Former Acxiom spin-off pays $150 million for Boston startup to jumpstart data-driven TV technology

by Wesley Brown ([email protected]) 1,648 views 

The Acxiom spin-off now based in Silicon Valley has emerged from its self-imposed transition period to announce a $150 million acquisition that will allow the former Arkansas data marketer to offer innovations that tie smart TV, mobile and online technologies to the same digital platforms.

On Monday (June 24), San Francisco-based LiveRamp announced it has entered into a definitive agreement stock-and-cash deal valued at $150 million to acquire Data Plus Math of Boston to provide the “ecosystem with a more effective way to buy, sell and measure data-driven television.”

“While TV continues to be the most engaging screen in the household, the landscape is shifting,” said Scott Howe, former Acxiom CEO who now serves in the same role at LiveRamp. “Data and technology have transformed the relationship a brand can have with its consumer on TV, creating tremendous opportunities to improve how TV inventory is bought, sold and measured.”

Howe continued: “We are excited for Data Plus Math to join the LiveRamp family and look forward to working closely with its deeply experienced team of industry experts. Together, we will accelerate LiveRamp’s TV efforts and offerings and unlock the amazing power of data-driven TV for the entire ecosystem.”

Based on an overview of the deal, LiveRamp will pay out $120 million in upfront cash for DataPlus Math and another $30 million in time-based stock equity. Company officials said the deal will extend LiveRamp’s omnichannel identity and accelerate the firm’s TV growth with a contribution of $5 million of revenue in fiscal 2020 and $20 million by fiscal 2021.

The deal is expected to close in LiveRamp’s fiscal second quarter, which ends Sept. 30. In addition, LiveRamp said it expects the transaction to increase the former Arkansas data marketer’s operating loss by nearly $27 million due to higher non-cash compensation and estimated amortized costs over the life of the purchased assets.

Nearly a year ago, the former Acxiom Corp. sold its legacy data marketing division to New York City-based Interpublic Group of Cos. (IPG) for $2.3 billion. Following that deal, the Arkansas tech firm founded in Conway in 1969 transferred the Acxiom brand to IPG, changed its name to LiveRamp Holdings Inc. on. Oct. 1, 2018, and moved the company’s headquarters to the West Coast.

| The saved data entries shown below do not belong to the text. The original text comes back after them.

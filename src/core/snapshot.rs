//! Entry snapshot persistence
//!
//! The store can persist its entries so a restarted daemon re-admits the
//! addresses whose TTL has not run out yet. Expiries are stored as wall-clock
//! times since the monotonic clock does not survive a restart.
//!
//! Snapshots are versioned and carry a SHA-256 checksum of the entry list.
//! Writes go to a temporary file in the same directory which is then renamed
//! over the target.

use crate::core::error::{Error, Result, SnapshotError};
use chrono::{DateTime, Utc};
use serde::{Deserialize, Serialize};
use sha2::{Digest, Sha256};
use std::io::Write;
use std::path::{Path, PathBuf};
use tracing::info;

/// Current on-disk format version
pub const SNAPSHOT_VERSION: u32 = 1;

const SNAPSHOT_FILE_NAME: &str = "entries.json";

#[derive(Debug, Clone, PartialEq, Eq, Serialize, Deserialize)]
pub struct SnapshotEntry {
    pub key: String,
    pub target: String,
    pub expires_at: DateTime<Utc>,
}

#[derive(Debug, Serialize, Deserialize)]
struct EntrySnapshot {
    version: u32,
    checksum: String,
    entries: Vec<SnapshotEntry>,
}

/// Default snapshot location in the state directory.
pub fn default_snapshot_path() -> Option<PathBuf> {
    crate::utils::get_state_dir().map(|dir| dir.join(SNAPSHOT_FILE_NAME))
}

/// Computes the SHA-256 checksum of the canonical JSON form of the entries.
pub fn compute_checksum(entries: &[SnapshotEntry]) -> Result<String> {
    let json = serde_json::to_string(entries)?;
    let mut hasher = Sha256::new();
    hasher.update(json.as_bytes());
    Ok(format!("{:x}", hasher.finalize()))
}

/// Writes the entries to `path` atomically.
///
/// # Errors
///
/// Returns `Err` if the parent directory is missing or not writable, or the
/// rename fails.
pub fn save(path: &Path, entries: &[SnapshotEntry]) -> Result<()> {
    let snapshot = EntrySnapshot {
        version: SNAPSHOT_VERSION,
        checksum: compute_checksum(entries)?,
        entries: entries.to_vec(),
    };
    let json = serde_json::to_string_pretty(&snapshot)?;

    let dir = path
        .parent()
        .filter(|p| !p.as_os_str().is_empty())
        .unwrap_or_else(|| Path::new("."));

    // NamedTempFile is created with mode 0o600
    let mut file = tempfile::NamedTempFile::new_in(dir)?;
    file.write_all(json.as_bytes())?;
    file.as_file().sync_all()?;
    file.persist(path).map_err(|e| Error::Io(e.error))?;

    Ok(())
}

/// Loads and verifies a snapshot. A missing file yields no entries.
///
/// # Errors
///
/// Returns `Err` if the file cannot be read, is not a snapshot, has a
/// different format version, or fails the checksum.
pub fn load(path: &Path) -> Result<Vec<SnapshotEntry>> {
    let json = match std::fs::read_to_string(path) {
        Ok(json) => json,
        Err(e) if e.kind() == std::io::ErrorKind::NotFound => return Ok(Vec::new()),
        Err(e) => return Err(e.into()),
    };

    let snapshot: EntrySnapshot =
        serde_json::from_str(&json).map_err(|_| SnapshotError::Corrupted)?;

    if snapshot.version != SNAPSHOT_VERSION {
        return Err(SnapshotError::VersionMismatch {
            found: snapshot.version,
            expected: SNAPSHOT_VERSION,
        }
        .into());
    }

    let actual = compute_checksum(&snapshot.entries)?;
    if actual != snapshot.checksum {
        return Err(SnapshotError::ChecksumMismatch {
            expected: snapshot.checksum,
            actual,
        }
        .into());
    }

    info!(
        "Loaded {} entr{} from {}",
        snapshot.entries.len(),
        if snapshot.entries.len() == 1 { "y" } else { "ies" },
        path.display()
    );
    Ok(snapshot.entries)
}
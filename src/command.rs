//! Line protocol read by `chainward run`
//!
//! One command per line, words separated by whitespace:
//!
//! | Line | Operation |
//! |---|---|
//! | `add <key> [target]` | [`ChainSync::add_with_target`] |
//! | `keepalive <key>` | [`ChainSync::keep_alive`] |
//! | `iface <name> [target] [--allow-failure]` | [`ChainSync::add_interface`] |
//! | `del <key>` | [`ChainSync::remove`] |
//! | `list` | [`ChainSync::list`] |
//! | `flush` | [`ChainSync::flush`] |
//! | `flush-all` | [`ChainSync::flush_all`] |
//!
//! A missing target means the synchronizer's default target.

use crate::core::error::{Error, Result};
use crate::core::runner::CommandRunner;
use crate::core::sync::ChainSync;

const ALLOW_FAILURE_FLAG: &str = "--allow-failure";

/// A parsed protocol line, borrowing from the input
#[derive(Debug, Clone, Copy, PartialEq, Eq)]
pub enum LineCommand<'a> {
    Add {
        key: &'a str,
        target: Option<&'a str>,
    },
    KeepAlive {
        key: &'a str,
    },
    Interface {
        interface: &'a str,
        target: Option<&'a str>,
        allow_failure: bool,
    },
    Remove {
        key: &'a str,
    },
    List,
    Flush,
    FlushAll,
}

impl<'a> LineCommand<'a> {
    /// Parses one line. Values are checked later by the synchronizer.
    ///
    /// # Errors
    ///
    /// Returns `Error::Validation` for unknown commands, wrong arity or
    /// unknown flags.
    pub fn parse(line: &'a str) -> Result<Self> {
        let words: Vec<&str> = line.split_whitespace().collect();

        match *words.as_slice() {
            ["add", key] => Ok(Self::Add { key, target: None }),
            ["add", key, target] => Ok(Self::Add {
                key,
                target: Some(target),
            }),
            ["keepalive", key] => Ok(Self::KeepAlive { key }),
            ["iface", interface, ref rest @ ..] => parse_interface(interface, rest),
            ["del", key] => Ok(Self::Remove { key }),
            ["list"] => Ok(Self::List),
            ["flush"] => Ok(Self::Flush),
            ["flush-all"] => Ok(Self::FlushAll),
            _ => Err(Error::validation(
                "command",
                format!("unrecognized command '{}'", line.trim()),
            )),
        }
    }
}

fn parse_interface<'a>(interface: &'a str, rest: &[&'a str]) -> Result<LineCommand<'a>> {
    let mut target = None;
    let mut allow_failure = false;

    for &word in rest {
        if word == ALLOW_FAILURE_FLAG {
            allow_failure = true;
        } else if word.starts_with("--") {
            return Err(Error::validation("command", format!("unknown flag '{word}'")));
        } else if target.replace(word).is_some() {
            return Err(Error::validation("command", "iface takes at most one target"));
        }
    }

    Ok(LineCommand::Interface {
        interface,
        target,
        allow_failure,
    })
}

/// Parses and runs one line, returning the text to print.
///
/// # Errors
///
/// Returns parse errors and whatever the synchronizer operation returns.
pub async fn execute<R: CommandRunner>(sync: &ChainSync<R>, line: &str) -> Result<String> {
    let default_target = sync.settings().default_target.as_str();

    match LineCommand::parse(line)? {
        LineCommand::Add { key, target } => {
            let admitted = sync
                .add_with_target(key, target.unwrap_or(default_target))
                .await?;
            Ok(admission_message(key, admitted))
        }
        LineCommand::KeepAlive { key } => Ok(admission_message(key, sync.keep_alive(key).await?)),
        LineCommand::Interface {
            interface,
            target,
            allow_failure,
        } => {
            let target = target.unwrap_or(default_target);
            sync.add_interface(interface, target, allow_failure).await?;
            Ok(format!("interface {interface} -> {target}"))
        }
        LineCommand::Remove { key } => Ok(if sync.remove(key).await? {
            format!("removed {key}")
        } else {
            format!("not removed {key} (unknown, or chain flush failed)")
        }),
        LineCommand::List => {
            let entries = sync.list();
            if entries.is_empty() {
                return Ok("(empty)".to_string());
            }
            Ok(entries
                .iter()
                .map(|(key, target)| format!("{key} {target}"))
                .collect::<Vec<_>>()
                .join("\n"))
        }
        LineCommand::Flush => {
            sync.flush(false).await?;
            Ok(format!("flushed {}", sync.chain()))
        }
        LineCommand::FlushAll => {
            sync.flush_all().await?;
            Ok(format!("flushed {} and cleared all entries", sync.chain()))
        }
    }
}

fn admission_message(key: &str, admitted: bool) -> String {
    if admitted {
        format!("admitted {key}")
    } else {
        format!("refreshed {key}")
    }
}
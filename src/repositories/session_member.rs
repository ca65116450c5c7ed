//! SessionMemberRepository - Membership che partecipano a una sessione

use super::Create;
use crate::entities::SessionMember;
use chrono::Utc;
use sqlx::{Error, SqliteConnection};

#[derive(Debug, Clone)]
pub struct NewSessionMember {
    pub membership_id: i64,
    pub session_id: i64,
}

pub struct SessionMemberRepository;

impl SessionMemberRepository {
    /// Removes the session's rows whose membership belongs to the organization.
    pub async fn remove_all(
        conn: &mut SqliteConnection,
        organization_id: i64,
        session_id: i64,
    ) -> Result<u64, Error> {
        let result = sqlx::query(
            "DELETE FROM members_of_session
             WHERE session_id = ?
               AND membership_id IN (SELECT id FROM memberships WHERE organization_id = ?)",
        )
        .bind(session_id)
        .bind(organization_id)
        .execute(&mut *conn)
        .await?;

        Ok(result.rows_affected())
    }

    pub async fn list_by_session(
        conn: &mut SqliteConnection,
        session_id: i64,
    ) -> Result<Vec<SessionMember>, Error> {
        sqlx::query_as::<_, SessionMember>(
            "SELECT * FROM members_of_session WHERE session_id = ? ORDER BY membership_id",
        )
        .bind(session_id)
        .fetch_all(&mut *conn)
        .await
    }
}

impl Create<SessionMember, NewSessionMember> for SessionMemberRepository {
    async fn create(
        conn: &mut SqliteConnection,
        data: &NewSessionMember,
    ) -> Result<SessionMember, Error> {
        let now = Utc::now();
        sqlx::query_as::<_, SessionMember>(
            "INSERT INTO members_of_session (membership_id, session_id, created_at, updated_at)
             VALUES (?, ?, ?, ?)
             RETURNING *",
        )
        .bind(data.membership_id)
        .bind(data.session_id)
        .bind(now)
        .bind(now)
        .fetch_one(&mut *conn)
        .await
    }
}
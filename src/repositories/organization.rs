//! OrganizationRepository - Repository per la gestione delle organizzazioni

use super::{Create, Read};
use crate::dtos::NewOrganizationDTO;
use crate::entities::Organization;
use chrono::Utc;
use sqlx::{Error, SqliteConnection};

pub struct OrganizationRepository;

impl OrganizationRepository {
    /// Organizations the member has joined, newest first.
    pub async fn find_many_by_member(
        conn: &mut SqliteConnection,
        member_id: i64,
    ) -> Result<Vec<Organization>, Error> {
        sqlx::query_as::<_, Organization>(
            "SELECT o.* FROM organizations o
             JOIN memberships m ON m.organization_id = o.id
             WHERE m.member_id = ? AND m.joined = TRUE
             ORDER BY o.created_at DESC, o.id DESC",
        )
        .bind(member_id)
        .fetch_all(&mut *conn)
        .await
    }
}

impl Create<Organization, NewOrganizationDTO> for OrganizationRepository {
    async fn create(
        conn: &mut SqliteConnection,
        data: &NewOrganizationDTO,
    ) -> Result<Organization, Error> {
        let now = Utc::now();
        sqlx::query_as::<_, Organization>(
            "INSERT INTO organizations (name, description, created_by, created_at, updated_at)
             VALUES (?, ?, ?, ?, ?)
             RETURNING *",
        )
        .bind(&data.name)
        .bind(&data.description)
        .bind(data.created_by)
        .bind(now)
        .bind(now)
        .fetch_one(&mut *conn)
        .await
    }
}

impl Read<Organization, i64> for OrganizationRepository {
    async fn read(conn: &mut SqliteConnection, id: &i64) -> Result<Option<Organization>, Error> {
        sqlx::query_as::<_, Organization>("SELECT * FROM organizations WHERE id = ?")
            .bind(id)
            .fetch_optional(&mut *conn)
            .await
    }
}
//! Server library - espone i moduli principali per i test

pub mod core;
pub mod domain;
pub mod dtos;
pub mod entities;
pub mod notifications;
pub mod repositories;
pub mod services;

// Re-export dei tipi principali per facilitare l'import
pub use crate::core::{AppError, AppState, Config, auth, config};
pub use services::root;

use axum::{Router, middleware, routing::{get, post}};
use std::sync::Arc;
use tower_http::cors::CorsLayer;

/// Crea il router principale dell'applicazione
pub fn create_router(state: Arc<AppState>) -> Router {
    Router::new()
        .route("/", get(root))
        .nest("/organizations", configure_organization_routes(state.clone()))
        .nest("/invitations", configure_invitation_routes(state.clone()))
        .layer(CorsLayer::permissive())
        .with_state(state)
}

/// Configura le routes per organizzazioni, membri e sessioni
fn configure_organization_routes(state: Arc<AppState>) -> Router<Arc<AppState>> {
    use crate::core::{authentication_middleware, organization_membership_middleware};
    use services::*;

    // Rotte che NON richiedono membership (solo autenticazione)
    let public_routes = Router::new()
        .route("/", get(list_my_organizations).post(create_organization))
        .layer(middleware::from_fn_with_state(
            state.clone(),
            authentication_middleware,
        ));

    // Rotte che richiedono membership (autenticazione + membership middleware)
    let member_routes = Router::new()
        .route("/{org_id}", get(get_organization))
        .route("/{org_id}/members", get(list_organization_members))
        .route("/{org_id}/members/invite", post(invite_members))
        .route("/{org_id}/sessions", post(create_session))
        .route("/{org_id}/sessions/current", get(get_current_session))
        .route(
            "/{org_id}/sessions/{session_id}/place",
            get(get_session_place)
                .put(replace_session_place)
                .patch(update_session_place)
                .delete(delete_session_place),
        )
        .route(
            "/{org_id}/sessions/{session_id}/members",
            get(get_session_members).patch(update_session_members),
        )
        .layer(middleware::from_fn_with_state(
            state.clone(),
            organization_membership_middleware,
        ))
        .layer(middleware::from_fn_with_state(
            state,
            authentication_middleware,
        ));

    public_routes.merge(member_routes)
}

/// Configura le routes per gli inviti: l'identità del chiamante è facoltativa
fn configure_invitation_routes(state: Arc<AppState>) -> Router<Arc<AppState>> {
    use crate::core::optional_authentication_middleware;
    use services::*;

    Router::new()
        .route("/{link}", get(get_invitation))
        .route("/{link}/approve", post(approve_invitation))
        .layer(middleware::from_fn_with_state(
            state,
            optional_authentication_middleware,
        ))
}
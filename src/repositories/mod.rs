//! Repositories module - Coordinatore per tutti i repository del progetto
//!
//! Ogni repository gestisce le operazioni di database per una specifica entità. The
//! accessors are stateless: they run on whatever connection they are handed, which is
//! either a pooled one from [`Gateway::acquire`] or the one bound to a transaction by
//! [`Gateway::run_in_transaction`].

// ************************* NOTA SU SQLX ************************* //

/*
   Queries use the runtime `sqlx::query_as::<_, T>` form with `#[derive(sqlx::FromRow)]`
   entities instead of the `query!` macros: the macros need a live database at compile
   time, while migrations here are embedded and applied at start-up (and on the
   in-memory databases the tests open).
   Number of Rows   Method
   None             .execute(conn)          INSERT/UPDATE/DELETE without RETURNING
   Zero or One      .fetch_optional(conn)
   Exactly One      .fetch_one(conn)        RowNotFound if nothing came back
   Multiple         .fetch_all(conn)
*/

pub mod gateway;
pub mod invitation;
pub mod member;
pub mod membership;
pub mod organization;
pub mod session;
pub mod session_member;
pub mod session_place;
pub mod traits;

// Re-esportazione dei trait per facilitare l'import
pub use traits::{Create, Delete, Read};

pub use gateway::Gateway;
pub use invitation::InvitationRepository;
pub use member::MemberRepository;
pub use membership::MembershipRepository;
pub use organization::OrganizationRepository;
pub use session::SessionRepository;
pub use session_member::{NewSessionMember, SessionMemberRepository};
pub use session_place::{
    GivenVenuePlaceRepository, MemberHomePlaceRepository, NewGivenVenuePlace, NewOnlinePlace,
    NewSessionPlace, OnlinePlaceRepository, SessionPlaceRepository,
};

Shortly after separating from its Arkansas roots and changing its stock symbol to “RAMP,” the San Francisco identity platform also entered into a “transition period” to contemplate its next phase of growth, including terminating and modifying all compensation plans and benefits programs related to the former Acxiom Corp.

Lauren Dillard, the company’s investor relations spokeswoman, told Talk Business & Politics at the time that the San Francisco-based digital marketing firm expected the ongoing transition period to extend through the first quarter of 2019, which ends June 30.

On April 11, LiveRamp completed its first post-Acxiom deal with the acquisition of Faktor, an Amsterdam-based privacy and content-management platform that allows consumers to manage their online data. No terms of that deal were disclosed.

Before Monday’s deal was announced, LiveRamp and Data Plus Math had earlier formed a strategic partnership in October 2018, shortly after the company’s decision to split Acxiom in half. Through that partnership, Data Plus Math provided reports on TV advertising campaigns for LiveRamp’s programmer and agency clients, which includes over a dozen of the nation’s largest media companies.

Founded in 2016, Data Plus Math is headquartered in Boston and has about 25 employees, including co-founders John Hoctor and Matt Emans, who serve as the company’s CEO and CTO, respectively. Both Hoctor and Means are expected to remain with the company, whose investors included Comcast Ventures and Greycroft Partners, a Wall Street technology investment fund.

“On the heels of our strategic partnership announced last year, we’re incredibly excited to now be joining LiveRamp,” Hoctor said. “TV remains the most effective way for brands to quickly reach their audience, build their brand and drive product sales. Unfortunately, as consumer’s viewing habits have evolved, TV measurement has struggled to keep up. With LiveRamp, we’re changing that.”

In trading Tuesday, LiveRamp’s shares were down $1.79 (3.7%)  at $46.50 on the Nasdaq stock exchange.